## Instructions to follow
Which of the lines below include "pointer"? Each one should be copied out.

## Records to process
────────────────
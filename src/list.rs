// Copyright (c) 2016 Daniel Grunwald
//
// Permission is hereby granted, free of charge, to any person obtaining a copy of this
// software and associated documentation files (the "Software"), to deal in the Software
// without restriction, including without limitation the rights to use, copy, modify, merge,
// publish, distribute, sublicense, and/or sell copies of the Software, and to permit persons
// to whom the Software is furnished to do so, subject to the following conditions:
//
// The above copyright notice and this permission notice shall be included in all copies or
// substantial portions of the Software.
//
// THE SOFTWARE IS PROVIDED "AS IS", WITHOUT WARRANTY OF ANY KIND, EXPRESS OR IMPLIED,
// INCLUDING BUT NOT LIMITED TO THE WARRANTIES OF MERCHANTABILITY, FITNESS FOR A PARTICULAR
// PURPOSE AND NONINFRINGEMENT. IN NO EVENT SHALL THE AUTHORS OR COPYRIGHT HOLDERS BE LIABLE
// FOR ANY CLAIM, DAMAGES OR OTHER LIABILITY, WHETHER IN AN ACTION OF CONTRACT, TORT OR
// OTHERWISE, ARISING FROM, OUT OF OR IN CONNECTION WITH THE SOFTWARE OR THE USE OR OTHER
// DEALINGS IN THE SOFTWARE.

//! A lock-free, intrusive, singly-linked LIFO stack shared by the callback
//! list and the cancel-request list of a [`crate::promise_box::PromiseBox`],
//! and (in its unsealed form) by [`crate::token::InvalidationToken`]'s
//! subscription list.
//!
//! Pushes race each other via `compare_exchange_weak` retry loops, same as
//! the registration linked list in the teacher crate's `CancellationToken`,
//! except there is no mutex here: the head pointer is the only shared state.
//! A dedicated sentinel address (distinct from any real node, and from null)
//! marks the list as sealed; once sealed, further pushes fail and the caller
//! must run the node inline instead.

use std::ptr;
use std::sync::atomic::{AtomicPtr, Ordering};

use crossbeam_utils::Backoff;

struct Node<T> {
    value: T,
    next: *mut Node<T>,
}

/// Returns the process-wide sentinel pointer used to mark a sealed list.
///
/// The address is never dereferenced as a `Node<T>`; it only needs to be a
/// stable, non-null value that can never equal a real allocation's address.
fn sealed_sentinel<T>() -> *mut Node<T> {
    static SENTINEL_BYTE: u8 = 0;
    (&SENTINEL_BYTE as *const u8).cast_mut().cast()
}

pub(crate) struct Stack<T> {
    head: AtomicPtr<Node<T>>,
}

impl<T> Stack<T> {
    pub(crate) fn new() -> Self {
        Stack {
            head: AtomicPtr::new(ptr::null_mut()),
        }
    }

    /// Pushes `value` onto the list. Returns `Err(value)` if the list is
    /// already sealed, in which case the caller must act as though the node
    /// were never enqueued (typically: run it inline instead).
    pub(crate) fn push(&self, value: T) -> Result<(), T> {
        let sentinel = sealed_sentinel::<T>();
        let mut node = Box::new(Node {
            value,
            next: ptr::null_mut(),
        });
        let backoff = Backoff::new();
        loop {
            let head = self.head.load(Ordering::Acquire);
            if head == sentinel {
                return Err(node.value);
            }
            node.next = head;
            let node_ptr = Box::into_raw(node);
            match self
                .head
                .compare_exchange_weak(head, node_ptr, Ordering::AcqRel, Ordering::Acquire)
            {
                Ok(_) => return Ok(()),
                Err(_) => {
                    // SAFETY: we just created node_ptr from Box::into_raw and the CAS
                    // that would have published it failed, so we still own it.
                    node = unsafe { Box::from_raw(node_ptr) };
                    backoff.spin();
                }
            }
        }
    }

    /// Atomically swaps the head with the sealed sentinel and returns the
    /// prior chain, in registration (FIFO) order. May only meaningfully be
    /// called once per list; subsequent calls observe an already-sealed list
    /// and return an empty vector.
    pub(crate) fn seal_and_take(&self) -> Vec<T> {
        let sentinel = sealed_sentinel::<T>();
        let old = self.head.swap(sentinel, Ordering::AcqRel);
        Self::drain_chain(old, sentinel)
    }

    /// Atomically swaps the head with `null` and returns the prior chain, in
    /// registration (FIFO) order, without sealing the list: further pushes
    /// remain possible. Used by [`crate::token::InvalidationToken`], which is
    /// reusable across multiple invalidations.
    pub(crate) fn drain(&self) -> Vec<T> {
        let old = self.head.swap(ptr::null_mut(), Ordering::AcqRel);
        Self::drain_chain(old, sealed_sentinel::<T>())
    }

    fn drain_chain(head: *mut Node<T>, sentinel: *mut Node<T>) -> Vec<T> {
        let mut values = Vec::new();
        let mut cur = head;
        while !cur.is_null() && cur != sentinel {
            // SAFETY: every non-null, non-sentinel pointer in the chain was
            // produced by `Box::into_raw` in `push` and is only ever visited
            // once because we just unlinked the whole chain via `swap`.
            let node = unsafe { Box::from_raw(cur) };
            cur = node.next;
            values.push(node.value);
        }
        // LIFO push order reversed back into registration order.
        values.reverse();
        values
    }
}

impl<T> Drop for Stack<T> {
    fn drop(&mut self) {
        let sentinel = sealed_sentinel::<T>();
        let head = *self.head.get_mut();
        if head != sentinel {
            let _ = Self::drain_chain(head, sentinel);
        }
    }
}

#[cfg(test)]
mod tests {
    use super::*;

    #[test]
    fn push_and_seal_restores_registration_order() {
        let stack = Stack::new();
        stack.push(1).unwrap();
        stack.push(2).unwrap();
        stack.push(3).unwrap();
        assert_eq!(stack.seal_and_take(), vec![1, 2, 3]);
    }

    #[test]
    fn push_after_seal_fails() {
        let stack = Stack::new();
        stack.push(1).unwrap();
        assert_eq!(stack.seal_and_take(), vec![1]);
        assert_eq!(stack.push(2), Err(2));
    }

    #[test]
    fn drain_does_not_seal() {
        let stack = Stack::new();
        stack.push(1).unwrap();
        assert_eq!(stack.drain(), vec![1]);
        stack.push(2).unwrap();
        assert_eq!(stack.drain(), vec![2]);
    }

    #[test]
    fn empty_seal_is_empty() {
        let stack: Stack<i32> = Stack::new();
        assert_eq!(stack.seal_and_take(), Vec::<i32>::new());
    }
}
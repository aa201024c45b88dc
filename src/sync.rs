//! One sync cycle per signed-in identity.
//!
//! Order: sync (must succeed) -> stored emails + stored meetings (concurrent,
//! best-effort) -> classify (best-effort). The loading flag is raised first
//! and cleared last whatever happened in between.

use serde::Serialize;

use crate::api::MailService;
use crate::dashboard::state::{CycleToken, Dashboard};
use crate::domain::category::CLASSIFY_LIMIT;
use crate::error::ApiError;
use crate::session::{Identity, SessionContext};

#[derive(Debug, Clone, PartialEq, Eq, Serialize)]
#[serde(tag = "status", content = "detail", rename_all = "snake_case")]
pub enum StepStatus {
    Applied,
    Failed(String),
    /// Not attempted because the sync step failed.
    Skipped,
    /// Completed, but a newer cycle had already started.
    Discarded,
}

#[derive(Debug, Clone, PartialEq, Eq, Serialize)]
pub struct CycleReport {
    pub sync: StepStatus,
    pub emails: StepStatus,
    pub meetings: StepStatus,
    pub classify: StepStatus,
}

impl CycleReport {
    fn aborted(error: String) -> Self {
        Self {
            sync: StepStatus::Failed(error),
            emails: StepStatus::Skipped,
            meetings: StepStatus::Skipped,
            classify: StepStatus::Skipped,
        }
    }
}

pub struct SyncOrchestrator<S> {
    service: S,
}

impl<S: MailService> SyncOrchestrator<S> {
    pub fn new(service: S) -> Self {
        Self { service }
    }

    pub fn service(&self) -> &S {
        &self.service
    }

    /// Run the cycle for a freshly started session.
    pub async fn run_session(&self, session: &SessionContext) -> CycleReport {
        self.run(&session.identity, &session.dashboard).await
    }

    pub async fn run(&self, identity: &Identity, dashboard: &Dashboard) -> CycleReport {
        let cycle = dashboard.apply(|s| s.begin_cycle());
        log::info!("sync cycle started for {identity}");

        if let Err(e) = self.service.synchronize(identity).await {
            log::error!("sync failed for {identity}: {e}");
            let text = e.to_string();
            dashboard.apply(|s| {
                s.record_error(cycle, text.clone());
                s.finish_cycle(cycle);
            });
            return CycleReport::aborted(text);
        }

        let (emails, meetings) = tokio::join!(
            self.load_emails(identity, dashboard, cycle),
            self.load_meetings(identity, dashboard, cycle),
        );
        let classify = self.classify(identity, dashboard, cycle).await;

        dashboard.apply(|s| s.finish_cycle(cycle));
        log::info!("sync cycle finished for {identity}");

        CycleReport {
            sync: StepStatus::Applied,
            emails,
            meetings,
            classify,
        }
    }

    async fn load_emails(&self, identity: &Identity, dashboard: &Dashboard, cycle: CycleToken) -> StepStatus {
        match self.service.stored_emails(identity).await {
            Ok(emails) => {
                log::debug!("received {} stored emails", emails.len());
                applied(dashboard.apply(|s| s.replace_emails(cycle, emails)))
            }
            Err(e) => best_effort_failure("stored emails", e),
        }
    }

    async fn load_meetings(&self, identity: &Identity, dashboard: &Dashboard, cycle: CycleToken) -> StepStatus {
        match self.service.stored_meetings(identity).await {
            Ok(meetings) => {
                log::debug!("received {} stored meetings", meetings.len());
                applied(dashboard.apply(|s| s.replace_meetings(cycle, meetings)))
            }
            Err(e) => best_effort_failure("stored meetings", e),
        }
    }

    async fn classify(&self, identity: &Identity, dashboard: &Dashboard, cycle: CycleToken) -> StepStatus {
        match self.service.classify(identity, CLASSIFY_LIMIT).await {
            Ok(result) => applied(dashboard.apply(|s| s.replace_classification(cycle, result))),
            Err(e) => best_effort_failure("classify", e),
        }
    }
}

fn applied(current: bool) -> StepStatus {
    if current {
        StepStatus::Applied
    } else {
        StepStatus::Discarded
    }
}

fn best_effort_failure(step: &str, e: ApiError) -> StepStatus {
    log::warn!("{step} failed, keeping previous data: {e}");
    StepStatus::Failed(e.to_string())
}
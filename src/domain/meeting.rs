use serde::{Deserialize, Serialize};

/// One meeting as shown on the dashboard: a single display string.
#[derive(Debug, Clone, Default, PartialEq, Eq, Serialize, Deserialize)]
#[serde(transparent)]
pub struct MeetingRecord(pub String);

impl MeetingRecord {
    pub fn text(&self) -> &str {
        &self.0
    }
}

/// Wire shape of a stored meeting.
#[derive(Debug, Clone, Deserialize)]
pub struct StoredMeeting {
    #[serde(default)]
    pub meeting_text: Option<String>,
}

impl From<StoredMeeting> for MeetingRecord {
    fn from(m: StoredMeeting) -> Self {
        MeetingRecord(m.meeting_text.unwrap_or_default())
    }
}
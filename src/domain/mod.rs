pub mod category;
pub mod email;
pub mod meeting;
use std::fmt;

use url::Url;

use crate::dashboard::state::Dashboard;

/// Query parameter carrying the signed-in user.
pub const IDENTITY_PARAM: &str = "user_id";

/// Opaque token naming the signed-in user for every remote call.
#[derive(Debug, Clone, PartialEq, Eq, Hash)]
pub struct Identity(String);

impl Identity {
    pub fn new(token: impl Into<String>) -> Self {
        Self(token.into())
    }

    pub fn as_str(&self) -> &str {
        &self.0
    }
}

impl fmt::Display for Identity {
    fn fmt(&self, f: &mut fmt::Formatter<'_>) -> fmt::Result {
        f.write_str(&self.0)
    }
}

/// Pull the identity out of an incoming request URL. Empty values count as absent.
pub fn resolve(url: &Url) -> Option<Identity> {
    url.query_pairs()
        .find(|(k, _)| k == IDENTITY_PARAM)
        .map(|(_, v)| v.into_owned())
        .filter(|v| !v.is_empty())
        .map(Identity)
}

/// Same as [`resolve`] for a raw URL string. Unparseable input is absent.
pub fn resolve_str(raw: &str) -> Option<Identity> {
    match Url::parse(raw) {
        Ok(u) => resolve(&u),
        Err(e) => {
            log::warn!("could not parse request URL '{raw}': {e}");
            None
        }
    }
}

/// Everything that lives for as long as one identity is signed in.
#[derive(Clone)]
pub struct SessionContext {
    pub identity: Identity,
    pub generation: u64,
    pub dashboard: Dashboard,
}

/// Turns identity observations into session transitions.
#[derive(Debug, Default)]
pub struct SessionTracker {
    current: Option<Identity>,
    generation: u64,
}

impl SessionTracker {
    pub fn new() -> Self {
        Self::default()
    }

    pub fn current(&self) -> Option<&Identity> {
        self.current.as_ref()
    }

    /// Returns a new context only when a present identity differs from the
    /// current one. The caller runs exactly one sync cycle per returned context.
    pub fn observe(&mut self, identity: Option<Identity>) -> Option<SessionContext> {
        match identity {
            None => {
                if let Some(old) = self.current.take() {
                    log::info!("session for {old} ended");
                }
                None
            }
            Some(id) if self.current.as_ref() == Some(&id) => None,
            Some(id) => {
                self.generation += 1;
                self.current = Some(id.clone());
                log::info!("session {} started for {id}", self.generation);
                Some(SessionContext {
                    identity: id,
                    generation: self.generation,
                    dashboard: Dashboard::awaiting_first_cycle(),
                })
            }
        }
    }
}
────────────────
## Solved problem
//! except there is no mutex here: the head pointer is the only shared state.
/// Returns the process-wide sentinel pointer used to mark a sealed list.
            // SAFETY: every non-null, non-sentinel pointer in the chain was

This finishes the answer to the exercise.